//! Stripe Webhook Handling
//!
//! Reduces verified Stripe events to onboarding payment notices. The checkout
//! session id is the correlation id.

use onboarding_core::{PaymentNotice, PaymentOutcome};
use stripe::{CheckoutSession, CheckoutSessionPaymentStatus, Event, EventObject, EventType};

/// What a checkout session event means for onboarding
#[derive(Clone, Copy, Debug, PartialEq, Eq)]
enum Verdict {
    Succeeded,
    Failed(&'static str),
    /// Completed with a delayed payment method; the money has not moved yet
    Processing,
    Irrelevant,
}

fn verdict(event_type: EventType, payment_status: CheckoutSessionPaymentStatus) -> Verdict {
    match event_type {
        EventType::CheckoutSessionCompleted if payment_status == CheckoutSessionPaymentStatus::Unpaid => {
            Verdict::Processing
        }
        EventType::CheckoutSessionCompleted | EventType::CheckoutSessionAsyncPaymentSucceeded => {
            Verdict::Succeeded
        }
        EventType::CheckoutSessionAsyncPaymentFailed => Verdict::Failed("async_payment_failed"),
        EventType::CheckoutSessionExpired => Verdict::Failed("checkout_expired"),
        _ => Verdict::Irrelevant,
    }
}

/// Map a Stripe event to a payment notice. Events that say nothing about a
/// checkout's outcome map to `None`.
pub fn notice_from_event(event: &Event) -> Option<PaymentNotice> {
    let EventObject::CheckoutSession(session) = &event.data.object else {
        tracing::debug!(event_type = ?event.type_, "Unhandled webhook event");
        return None;
    };

    let outcome = match verdict(event.type_, session.payment_status) {
        Verdict::Succeeded => succeeded(session),
        Verdict::Failed(reason) => PaymentOutcome::Failed {
            reason: Some(reason.into()),
        },
        Verdict::Processing => {
            tracing::info!(checkout_id = %session.id, "checkout completed, payment still processing");
            return None;
        }
        Verdict::Irrelevant => {
            tracing::debug!(event_type = ?event.type_, "Unhandled webhook event");
            return None;
        }
    };

    Some(PaymentNotice {
        correlation_id: session.id.to_string(),
        outcome,
    })
}

fn succeeded(session: &CheckoutSession) -> PaymentOutcome {
    PaymentOutcome::Succeeded {
        customer_ref: session.customer.as_ref().map(|c| c.id().to_string()),
        subscription_ref: session.subscription.as_ref().map(|s| s.id().to_string()),
    }
}
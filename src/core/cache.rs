// src/core/cache.rs

//! A minimal capability-typed TTL cache shared by the pre-router middlewares.

use dashmap::DashMap;
use std::hash::Hash;
use std::time::{Duration, Instant};

/// The operation set middleware needs from a cache: lookups and TTL inserts
/// for the pre-router, expiry sweeps for the sweeper task. Implementations
/// are swappable; the core never assumes a specific backend.
pub trait Cache<K, V>: Send + Sync {
    fn get(&self, key: &K) -> Option<V>;
    fn set(&self, key: K, value: V, ttl: Option<Duration>);
    /// Drops every expired entry and returns how many were removed.
    fn purge_expired(&self) -> usize;
}

#[derive(Debug, Clone)]
struct Entry<V> {
    value: V,
    expires_at: Option<Instant>,
}

impl<V> Entry<V> {
    fn is_expired(&self, now: Instant) -> bool {
        self.expires_at.is_some_and(|at| at <= now)
    }
}

/// In-memory cache over a concurrent map. Expired entries are dropped lazily
/// on read and swept periodically by the cache sweeper task.
#[derive(Debug, Default)]
pub struct MemoryCache<K: Eq + Hash, V> {
    entries: DashMap<K, Entry<V>>,
}

impl<K: Eq + Hash, V> MemoryCache<K, V> {
    pub fn new() -> Self {
        Self {
            entries: DashMap::new(),
        }
    }

    pub fn len(&self) -> usize {
        self.entries.len()
    }

    pub fn is_empty(&self) -> bool {
        self.entries.is_empty()
    }
}

impl<K, V> Cache<K, V> for MemoryCache<K, V>
where
    K: Eq + Hash + Send + Sync,
    V: Clone + Send + Sync,
{
    fn get(&self, key: &K) -> Option<V> {
        let now = Instant::now();
        if let Some(entry) = self.entries.get(key) {
            if entry.is_expired(now) {
                drop(entry);
                self.entries.remove_if(key, |_, e| e.is_expired(now));
                return None;
            }
            return Some(entry.value.clone());
        }
        None
    }

    fn set(&self, key: K, value: V, ttl: Option<Duration>) {
        let expires_at = ttl.map(|ttl| Instant::now() + ttl);
        self.entries.insert(key, Entry { value, expires_at });
    }

    fn purge_expired(&self) -> usize {
        let now = Instant::now();
        let before = self.entries.len();
        self.entries.retain(|_, entry| !entry.is_expired(now));
        before - self.entries.len()
    }
}
// src/jobs/mod.rs

//! Built-in job handlers and the contracts they depend on.

pub mod email_verification;
pub mod mailer;

pub use email_verification::{
    EmailVerificationHandler, JOB_TYPE_EMAIL_VERIFICATION, verification_job,
};
pub use mailer::{LogMailer, Mailer};
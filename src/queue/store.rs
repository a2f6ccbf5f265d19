// src/queue/store.rs

//! Claim-based queue operations over the `job_queue` table.
//!
//! The uniqueness invariant (at most one row per `(job_type, payload,
//! cooldown_bucket)` in `pending` or `processing`) is enforced by a partial
//! unique index, so concurrent producers race safely at the store.

use crate::core::MillraceError;
use crate::db::{self, is_transient};
use crate::queue::backoff::BackoffPolicy;
use crate::queue::job::{Job, JobStatus, NewJob, cooldown_bucket};
use chrono::{DateTime, Utc};
use sqlx::sqlite::SqliteRow;
use sqlx::{QueryBuilder, Row, Sqlite, SqlitePool};
use std::time::Duration;
use tracing::debug;

#[derive(Clone)]
pub struct JobStore {
    pool: SqlitePool,
}

impl JobStore {
    pub fn new(pool: SqlitePool) -> Self {
        Self { pool }
    }

    /// Inserts a `pending` row. A conflicting insert within the same cooldown
    /// bucket surfaces as [`MillraceError::AlreadyQueued`] and never
    /// overwrites the existing row. Returns the new job id.
    pub async fn enqueue(&self, new: NewJob) -> Result<i64, MillraceError> {
        if new.job_type.trim().is_empty() {
            return Err(MillraceError::InvalidRequest(
                "job_type cannot be empty".to_string(),
            ));
        }
        let now = Utc::now();
        let scheduled_for = new.scheduled_for.unwrap_or(now);
        let bucket = cooldown_bucket(now, new.cooldown);

        let result = sqlx::query(
            "INSERT INTO job_queue
               (job_type, payload, payload_extra, cooldown_bucket, status, attempts,
                max_attempts, created_at, updated_at, scheduled_for, recurrent, interval_secs)
             VALUES (?, ?, ?, ?, 'pending', 0, ?, ?, ?, ?, ?, ?)",
        )
        .bind(&new.job_type)
        .bind(&new.payload)
        .bind(&new.payload_extra)
        .bind(bucket)
        .bind(new.max_attempts as i64)
        .bind(db::encode_ts(now))
        .bind(db::encode_ts(now))
        .bind(db::encode_ts(scheduled_for))
        .bind(new.recurrent as i64)
        .bind(new.interval.as_secs() as i64)
        .execute(&self.pool)
        .await?;

        Ok(result.last_insert_rowid())
    }

    /// Claims up to `n` due rows in one transaction: the oldest `pending`
    /// rows whose `scheduled_for` has passed flip to `processing` and come
    /// back with their full payloads.
    pub async fn claim(&self, n: u32) -> Result<Vec<Job>, MillraceError> {
        match self.claim_once(n).await {
            Err(MillraceError::Db(e)) if is_transient(&e) => self.claim_once(n).await,
            other => other,
        }
    }

    async fn claim_once(&self, n: u32) -> Result<Vec<Job>, MillraceError> {
        let now = Utc::now();
        let mut tx = self.pool.begin().await?;

        let ids: Vec<i64> = sqlx::query(
            "SELECT id FROM job_queue
             WHERE status = 'pending' AND scheduled_for <= ?
             ORDER BY scheduled_for ASC, id ASC
             LIMIT ?",
        )
        .bind(db::encode_ts(now))
        .bind(n as i64)
        .fetch_all(&mut *tx)
        .await?
        .iter()
        .map(|row| row.get("id"))
        .collect();

        if ids.is_empty() {
            tx.commit().await?;
            return Ok(Vec::new());
        }

        let mut update: QueryBuilder<Sqlite> =
            QueryBuilder::new("UPDATE job_queue SET status = 'processing', locked_at = ");
        update.push_bind(db::encode_ts(now));
        update.push(", updated_at = ");
        update.push_bind(db::encode_ts(now));
        update.push(" WHERE status = 'pending' AND id IN (");
        let mut separated = update.separated(", ");
        for id in &ids {
            separated.push_bind(id);
        }
        update.push(")");
        update.build().execute(&mut *tx).await?;

        let mut select: QueryBuilder<Sqlite> =
            QueryBuilder::new("SELECT * FROM job_queue WHERE id IN (");
        let mut separated = select.separated(", ");
        for id in &ids {
            separated.push_bind(id);
        }
        select.push(") ORDER BY scheduled_for ASC, id ASC");
        let rows = select.build().fetch_all(&mut *tx).await?;

        tx.commit().await?;
        rows.iter().map(row_to_job).collect()
    }

    /// Marks a job `completed`. A second call for the same id is a no-op.
    /// Recurrence is a post-completion re-enqueue, so a failing instance
    /// never delays the next periodic one.
    pub async fn complete(&self, id: i64) -> Result<(), MillraceError> {
        let job = self.get(id).await?;
        let now = Utc::now();

        let updated = sqlx::query(
            "UPDATE job_queue SET status = 'completed', completed_at = ?, updated_at = ?
             WHERE id = ? AND status IN ('pending', 'processing')",
        )
        .bind(db::encode_ts(now))
        .bind(db::encode_ts(now))
        .bind(id)
        .execute(&self.pool)
        .await?;

        if updated.rows_affected() == 0 {
            return Ok(());
        }

        if job.recurrent && !job.interval.is_zero() {
            let next = NewJob {
                job_type: job.job_type.clone(),
                payload: job.payload.clone(),
                payload_extra: job.payload_extra.clone(),
                max_attempts: job.max_attempts,
                scheduled_for: Some(now + chrono::Duration::from_std(job.interval).unwrap_or_default()),
                cooldown: job.interval,
                recurrent: true,
                interval: job.interval,
            };
            match self.enqueue(next).await {
                Ok(_) | Err(MillraceError::AlreadyQueued) => {
                    // Another instance already scheduled the next run.
                }
                Err(e) => return Err(e),
            }
            debug!(id, job_type = %job.job_type, "Re-enqueued recurrent job.");
        }
        Ok(())
    }

    /// Records a retryable failure: attempts increment, and the row goes back
    /// to `pending` at `now + backoff(attempts)` unless attempts are
    /// exhausted, in which case it becomes `failed`.
    pub async fn fail(
        &self,
        id: i64,
        error: &str,
        policy: &BackoffPolicy,
    ) -> Result<(), MillraceError> {
        let job = self.get(id).await?;
        let attempts = job.attempts + 1;
        let now = Utc::now();

        if attempts < job.max_attempts {
            let delay = policy.delay(attempts);
            let next = now + chrono::Duration::from_std(delay).unwrap_or_default();
            sqlx::query(
                "UPDATE job_queue
                 SET status = 'pending', attempts = ?, scheduled_for = ?, last_error = ?,
                     locked_at = NULL, updated_at = ?
                 WHERE id = ?",
            )
            .bind(attempts as i64)
            .bind(db::encode_ts(next))
            .bind(error)
            .bind(db::encode_ts(now))
            .bind(id)
            .execute(&self.pool)
            .await?;
        } else {
            sqlx::query(
                "UPDATE job_queue
                 SET status = 'failed', attempts = ?, last_error = ?,
                     locked_at = NULL, updated_at = ?
                 WHERE id = ?",
            )
            .bind(attempts as i64)
            .bind(error)
            .bind(db::encode_ts(now))
            .bind(id)
            .execute(&self.pool)
            .await?;
        }
        Ok(())
    }

    /// Marks a job `failed` regardless of remaining attempts. Used for
    /// handler-declared permanent errors.
    pub async fn fail_permanent(&self, id: i64, error: &str) -> Result<(), MillraceError> {
        let job = self.get(id).await?;
        let now = Utc::now();
        sqlx::query(
            "UPDATE job_queue
             SET status = 'failed', attempts = ?, last_error = ?,
                 locked_at = NULL, updated_at = ?
             WHERE id = ?",
        )
        .bind((job.attempts + 1).min(job.max_attempts) as i64)
        .bind(error)
        .bind(db::encode_ts(now))
        .bind(id)
        .execute(&self.pool)
        .await?;
        Ok(())
    }

    /// Routes every `processing` row locked before `now - visibility_timeout`
    /// through the standard failure path. Returns how many were reclaimed.
    pub async fn reap_stuck(
        &self,
        visibility_timeout: Duration,
        policy: &BackoffPolicy,
    ) -> Result<u64, MillraceError> {
        let cutoff =
            Utc::now() - chrono::Duration::from_std(visibility_timeout).unwrap_or_default();
        let ids: Vec<i64> = sqlx::query(
            "SELECT id FROM job_queue
             WHERE status = 'processing' AND locked_at IS NOT NULL AND locked_at <= ?",
        )
        .bind(db::encode_ts(cutoff))
        .fetch_all(&self.pool)
        .await?
        .iter()
        .map(|row| row.get("id"))
        .collect();

        for id in &ids {
            self.fail(*id, "reclaimed after visibility timeout", policy)
                .await?;
        }
        Ok(ids.len() as u64)
    }

    pub async fn get(&self, id: i64) -> Result<Job, MillraceError> {
        let row = sqlx::query("SELECT * FROM job_queue WHERE id = ?")
            .bind(id)
            .fetch_optional(&self.pool)
            .await?
            .ok_or(MillraceError::JobNotFound(id))?;
        row_to_job(&row)
    }
}

fn row_to_job(row: &SqliteRow) -> Result<Job, MillraceError> {
    let status_raw: String = row.get("status");
    let status = JobStatus::parse(&status_raw)
        .ok_or_else(|| MillraceError::Internal(format!("unknown job status '{status_raw}'")))?;

    let opt_ts = |column: &str| -> Result<Option<DateTime<Utc>>, MillraceError> {
        row.get::<Option<String>, _>(column)
            .map(|raw| db::decode_ts(&raw))
            .transpose()
    };

    Ok(Job {
        id: row.get("id"),
        job_type: row.get("job_type"),
        payload: row.get("payload"),
        payload_extra: row.get("payload_extra"),
        cooldown_bucket: row.get("cooldown_bucket"),
        status,
        attempts: row.get::<i64, _>("attempts") as u32,
        max_attempts: row.get::<i64, _>("max_attempts") as u32,
        created_at: db::decode_ts(row.get::<String, _>("created_at").as_str())?,
        updated_at: db::decode_ts(row.get::<String, _>("updated_at").as_str())?,
        scheduled_for: db::decode_ts(row.get::<String, _>("scheduled_for").as_str())?,
        locked_at: opt_ts("locked_at")?,
        completed_at: opt_ts("completed_at")?,
        last_error: row.get("last_error"),
        recurrent: row.get::<i64, _>("recurrent") != 0,
        interval: Duration::from_secs(row.get::<i64, _>("interval_secs").max(0) as u64),
    })
}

*-*-*

**Problem description:** Only the lines from the first line of the material above through the line that contains "Verdict::Failed(reason) => PaymentOutcome::Failed" should be quoted, each one exactly.

**Written answer:**
//! Stripe Webhook Handling
//!
//! Reduces verified Stripe events to onboarding payment notices. The checkout
//! session id is the correlation id.

use onboarding_core::{PaymentNotice, PaymentOutcome};
use stripe::{CheckoutSession, CheckoutSessionPaymentStatus, Event, EventObject, EventType};

/// What a checkout session event means for onboarding
#[derive(Clone, Copy, Debug, PartialEq, Eq)]
enum Verdict {
    Succeeded,
    Failed(&'static str),
    /// Completed with a delayed payment method; the money has not moved yet
    Processing,
    Irrelevant,
}

fn verdict(event_type: EventType, payment_status: CheckoutSessionPaymentStatus) -> Verdict {
    match event_type {
        EventType::CheckoutSessionCompleted if payment_status == CheckoutSessionPaymentStatus::Unpaid => {
            Verdict::Processing
        }
        EventType::CheckoutSessionCompleted | EventType::CheckoutSessionAsyncPaymentSucceeded => {
            Verdict::Succeeded
        }
        EventType::CheckoutSessionAsyncPaymentFailed => Verdict::Failed("async_payment_failed"),
        EventType::CheckoutSessionExpired => Verdict::Failed("checkout_expired"),
        _ => Verdict::Irrelevant,
    }
}

/// Map a Stripe event to a payment notice. Events that say nothing about a
/// checkout's outcome map to `None`.
pub fn notice_from_event(event: &Event) -> Option<PaymentNotice> {
    let EventObject::CheckoutSession(session) = &event.data.object else {
        tracing::debug!(event_type = ?event.type_, "Unhandled webhook event");
        return None;
    };

    let outcome = match verdict(event.type_, session.payment_status) {
        Verdict::Succeeded => succeeded(session),
        Verdict::Failed(reason) => PaymentOutcome::Failed {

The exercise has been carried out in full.